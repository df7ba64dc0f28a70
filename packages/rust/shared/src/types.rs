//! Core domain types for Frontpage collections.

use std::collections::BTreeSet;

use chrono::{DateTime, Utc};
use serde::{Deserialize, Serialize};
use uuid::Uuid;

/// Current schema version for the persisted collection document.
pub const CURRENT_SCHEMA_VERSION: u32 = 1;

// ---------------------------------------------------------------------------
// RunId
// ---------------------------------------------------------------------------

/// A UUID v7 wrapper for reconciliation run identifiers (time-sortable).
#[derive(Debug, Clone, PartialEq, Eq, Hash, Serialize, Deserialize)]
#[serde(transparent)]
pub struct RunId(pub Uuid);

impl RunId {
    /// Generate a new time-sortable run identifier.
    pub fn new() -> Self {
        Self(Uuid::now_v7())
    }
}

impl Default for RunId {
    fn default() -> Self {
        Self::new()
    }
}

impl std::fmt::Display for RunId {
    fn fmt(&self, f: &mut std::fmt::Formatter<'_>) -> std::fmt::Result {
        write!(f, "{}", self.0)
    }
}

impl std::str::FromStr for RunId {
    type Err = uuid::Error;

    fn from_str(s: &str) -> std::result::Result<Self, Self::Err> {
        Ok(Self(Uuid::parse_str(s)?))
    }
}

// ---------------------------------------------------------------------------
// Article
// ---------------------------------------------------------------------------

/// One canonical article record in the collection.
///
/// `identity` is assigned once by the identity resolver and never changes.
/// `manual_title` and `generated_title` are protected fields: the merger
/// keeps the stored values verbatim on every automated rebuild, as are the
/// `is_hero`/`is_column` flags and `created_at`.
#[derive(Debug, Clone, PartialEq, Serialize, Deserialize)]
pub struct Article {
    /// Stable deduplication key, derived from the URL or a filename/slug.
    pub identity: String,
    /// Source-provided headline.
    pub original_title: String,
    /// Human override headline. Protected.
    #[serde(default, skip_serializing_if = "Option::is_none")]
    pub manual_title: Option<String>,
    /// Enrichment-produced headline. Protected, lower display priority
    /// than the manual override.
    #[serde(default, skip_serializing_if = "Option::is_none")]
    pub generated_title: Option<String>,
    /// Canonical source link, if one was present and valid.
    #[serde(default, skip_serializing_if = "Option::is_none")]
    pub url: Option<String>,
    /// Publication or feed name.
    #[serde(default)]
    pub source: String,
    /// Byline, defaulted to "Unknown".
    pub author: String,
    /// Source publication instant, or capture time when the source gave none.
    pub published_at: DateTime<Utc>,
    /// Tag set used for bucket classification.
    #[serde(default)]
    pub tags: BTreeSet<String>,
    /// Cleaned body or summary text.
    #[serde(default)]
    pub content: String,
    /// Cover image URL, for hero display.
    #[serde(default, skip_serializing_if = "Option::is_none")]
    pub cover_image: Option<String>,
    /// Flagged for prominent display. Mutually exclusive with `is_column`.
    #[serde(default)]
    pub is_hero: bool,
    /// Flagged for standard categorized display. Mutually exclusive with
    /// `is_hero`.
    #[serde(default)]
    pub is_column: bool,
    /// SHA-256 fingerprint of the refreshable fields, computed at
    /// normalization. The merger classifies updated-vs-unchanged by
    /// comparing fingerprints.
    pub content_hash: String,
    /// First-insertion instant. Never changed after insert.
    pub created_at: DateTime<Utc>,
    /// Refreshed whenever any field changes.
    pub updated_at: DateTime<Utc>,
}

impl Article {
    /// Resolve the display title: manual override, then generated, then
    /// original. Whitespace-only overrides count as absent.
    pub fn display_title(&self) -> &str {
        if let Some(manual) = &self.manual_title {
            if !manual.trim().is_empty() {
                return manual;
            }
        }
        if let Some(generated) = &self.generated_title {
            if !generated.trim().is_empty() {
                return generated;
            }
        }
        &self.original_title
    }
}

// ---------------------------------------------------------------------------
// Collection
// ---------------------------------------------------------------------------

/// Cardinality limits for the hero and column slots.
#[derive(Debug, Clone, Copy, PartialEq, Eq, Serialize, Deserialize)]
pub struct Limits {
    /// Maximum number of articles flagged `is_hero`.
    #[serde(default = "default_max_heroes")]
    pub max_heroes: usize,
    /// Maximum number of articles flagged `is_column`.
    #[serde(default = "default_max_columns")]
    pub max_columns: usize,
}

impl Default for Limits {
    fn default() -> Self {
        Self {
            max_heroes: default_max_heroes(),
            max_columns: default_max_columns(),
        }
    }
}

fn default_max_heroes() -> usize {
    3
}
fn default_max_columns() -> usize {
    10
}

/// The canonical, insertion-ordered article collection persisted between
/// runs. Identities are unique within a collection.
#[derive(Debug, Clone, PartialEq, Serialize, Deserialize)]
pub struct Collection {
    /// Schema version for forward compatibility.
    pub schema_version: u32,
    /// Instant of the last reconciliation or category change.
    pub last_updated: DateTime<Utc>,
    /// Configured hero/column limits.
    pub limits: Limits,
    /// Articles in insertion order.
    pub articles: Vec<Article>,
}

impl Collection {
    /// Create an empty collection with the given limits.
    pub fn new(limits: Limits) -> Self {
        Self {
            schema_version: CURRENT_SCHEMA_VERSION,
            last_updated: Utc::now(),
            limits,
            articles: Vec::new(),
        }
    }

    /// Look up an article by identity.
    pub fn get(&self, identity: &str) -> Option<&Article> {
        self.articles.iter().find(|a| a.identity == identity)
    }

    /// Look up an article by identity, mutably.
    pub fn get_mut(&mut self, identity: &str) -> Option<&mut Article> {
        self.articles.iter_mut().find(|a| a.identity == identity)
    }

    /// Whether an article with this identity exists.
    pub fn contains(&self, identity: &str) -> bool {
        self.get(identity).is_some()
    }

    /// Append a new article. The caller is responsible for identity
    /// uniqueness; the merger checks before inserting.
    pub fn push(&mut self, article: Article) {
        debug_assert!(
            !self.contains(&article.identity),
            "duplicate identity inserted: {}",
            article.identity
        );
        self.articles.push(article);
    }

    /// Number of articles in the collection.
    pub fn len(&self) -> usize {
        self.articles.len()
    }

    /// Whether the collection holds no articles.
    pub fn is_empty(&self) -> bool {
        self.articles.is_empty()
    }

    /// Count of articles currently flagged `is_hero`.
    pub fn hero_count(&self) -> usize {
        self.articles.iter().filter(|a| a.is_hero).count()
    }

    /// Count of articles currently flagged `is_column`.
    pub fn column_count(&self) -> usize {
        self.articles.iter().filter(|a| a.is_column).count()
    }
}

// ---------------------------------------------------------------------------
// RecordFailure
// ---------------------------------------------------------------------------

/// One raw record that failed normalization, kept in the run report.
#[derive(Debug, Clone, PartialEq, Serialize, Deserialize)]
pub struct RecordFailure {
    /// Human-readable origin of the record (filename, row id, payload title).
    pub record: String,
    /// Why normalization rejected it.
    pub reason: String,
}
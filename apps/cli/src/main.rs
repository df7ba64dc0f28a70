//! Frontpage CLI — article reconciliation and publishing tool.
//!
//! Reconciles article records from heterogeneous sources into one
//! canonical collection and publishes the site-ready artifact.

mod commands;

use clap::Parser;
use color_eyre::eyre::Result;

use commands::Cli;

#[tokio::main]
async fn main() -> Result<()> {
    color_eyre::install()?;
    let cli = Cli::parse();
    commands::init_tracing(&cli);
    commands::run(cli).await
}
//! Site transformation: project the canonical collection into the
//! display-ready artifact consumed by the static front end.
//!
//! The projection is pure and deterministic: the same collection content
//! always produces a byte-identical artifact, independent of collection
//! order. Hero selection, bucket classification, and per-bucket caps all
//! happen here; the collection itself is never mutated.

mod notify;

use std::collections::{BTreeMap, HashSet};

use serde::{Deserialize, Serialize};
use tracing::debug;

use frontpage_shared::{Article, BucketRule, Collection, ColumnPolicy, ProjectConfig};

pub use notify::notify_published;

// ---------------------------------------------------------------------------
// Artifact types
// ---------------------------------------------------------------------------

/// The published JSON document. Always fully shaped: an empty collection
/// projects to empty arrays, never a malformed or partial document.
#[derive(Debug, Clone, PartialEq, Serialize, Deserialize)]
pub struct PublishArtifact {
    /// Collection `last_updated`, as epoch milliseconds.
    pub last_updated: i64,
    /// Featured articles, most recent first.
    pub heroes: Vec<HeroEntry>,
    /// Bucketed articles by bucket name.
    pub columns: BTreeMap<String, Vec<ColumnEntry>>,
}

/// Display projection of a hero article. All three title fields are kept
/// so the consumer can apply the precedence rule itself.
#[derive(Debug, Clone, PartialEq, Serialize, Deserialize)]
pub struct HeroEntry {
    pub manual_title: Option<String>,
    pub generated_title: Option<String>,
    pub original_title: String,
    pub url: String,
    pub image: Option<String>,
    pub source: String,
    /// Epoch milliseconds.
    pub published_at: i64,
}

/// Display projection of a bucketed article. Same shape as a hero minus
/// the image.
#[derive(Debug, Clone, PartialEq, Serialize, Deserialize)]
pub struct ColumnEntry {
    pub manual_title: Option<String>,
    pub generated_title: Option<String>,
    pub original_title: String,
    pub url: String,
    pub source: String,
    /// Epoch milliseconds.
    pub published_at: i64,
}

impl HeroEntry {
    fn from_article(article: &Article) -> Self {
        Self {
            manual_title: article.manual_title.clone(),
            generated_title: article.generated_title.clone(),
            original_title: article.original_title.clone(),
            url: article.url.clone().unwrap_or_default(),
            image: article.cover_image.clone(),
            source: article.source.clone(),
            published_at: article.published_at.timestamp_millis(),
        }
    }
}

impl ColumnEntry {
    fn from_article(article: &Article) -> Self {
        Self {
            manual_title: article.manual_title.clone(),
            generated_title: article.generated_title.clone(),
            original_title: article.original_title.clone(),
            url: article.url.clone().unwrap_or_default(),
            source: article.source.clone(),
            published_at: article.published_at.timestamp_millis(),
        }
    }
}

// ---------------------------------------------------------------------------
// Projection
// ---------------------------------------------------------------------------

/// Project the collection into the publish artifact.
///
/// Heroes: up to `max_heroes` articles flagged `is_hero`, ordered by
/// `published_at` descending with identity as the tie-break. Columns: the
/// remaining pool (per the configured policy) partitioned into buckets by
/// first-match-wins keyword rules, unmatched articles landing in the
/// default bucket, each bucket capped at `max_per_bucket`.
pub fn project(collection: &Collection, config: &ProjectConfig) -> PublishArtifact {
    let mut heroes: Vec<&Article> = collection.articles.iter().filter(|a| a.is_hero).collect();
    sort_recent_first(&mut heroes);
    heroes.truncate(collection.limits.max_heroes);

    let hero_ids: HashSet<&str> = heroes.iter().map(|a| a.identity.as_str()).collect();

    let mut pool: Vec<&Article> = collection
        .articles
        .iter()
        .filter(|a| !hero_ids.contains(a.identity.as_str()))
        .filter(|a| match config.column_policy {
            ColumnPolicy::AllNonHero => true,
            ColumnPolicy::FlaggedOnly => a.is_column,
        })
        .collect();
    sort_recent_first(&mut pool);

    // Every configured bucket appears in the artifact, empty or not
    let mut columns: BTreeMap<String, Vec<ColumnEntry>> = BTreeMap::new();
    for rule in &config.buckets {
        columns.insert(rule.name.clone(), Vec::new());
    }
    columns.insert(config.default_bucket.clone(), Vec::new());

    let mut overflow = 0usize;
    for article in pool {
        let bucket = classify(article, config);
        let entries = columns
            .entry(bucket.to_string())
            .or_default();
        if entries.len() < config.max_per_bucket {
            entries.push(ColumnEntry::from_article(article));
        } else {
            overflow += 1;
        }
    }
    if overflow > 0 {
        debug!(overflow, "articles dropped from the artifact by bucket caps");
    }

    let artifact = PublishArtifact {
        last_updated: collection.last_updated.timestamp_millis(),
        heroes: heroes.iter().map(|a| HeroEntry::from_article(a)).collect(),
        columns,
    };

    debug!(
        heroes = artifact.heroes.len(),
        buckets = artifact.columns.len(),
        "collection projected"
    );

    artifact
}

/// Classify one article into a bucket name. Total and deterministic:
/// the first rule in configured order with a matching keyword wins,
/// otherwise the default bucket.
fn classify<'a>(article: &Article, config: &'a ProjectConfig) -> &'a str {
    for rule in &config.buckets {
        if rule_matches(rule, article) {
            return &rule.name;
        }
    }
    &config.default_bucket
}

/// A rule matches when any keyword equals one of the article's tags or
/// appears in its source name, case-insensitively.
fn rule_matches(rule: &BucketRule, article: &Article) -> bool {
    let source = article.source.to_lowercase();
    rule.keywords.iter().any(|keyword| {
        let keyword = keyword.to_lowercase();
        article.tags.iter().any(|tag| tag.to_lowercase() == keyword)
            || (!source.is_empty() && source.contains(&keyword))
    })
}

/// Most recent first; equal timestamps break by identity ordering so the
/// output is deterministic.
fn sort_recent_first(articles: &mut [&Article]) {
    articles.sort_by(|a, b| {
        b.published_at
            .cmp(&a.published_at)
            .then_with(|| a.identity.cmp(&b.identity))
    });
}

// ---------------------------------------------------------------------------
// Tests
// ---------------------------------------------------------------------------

- [Exercise description]
Only lines that contain the string "DateTime" count; pick each one out of the records and copy it.

- [Answer space]
use chrono::{DateTime, Utc};
    pub published_at: DateTime<Utc>,
    pub created_at: DateTime<Utc>,
    pub updated_at: DateTime<Utc>,
    pub last_updated: DateTime<Utc>,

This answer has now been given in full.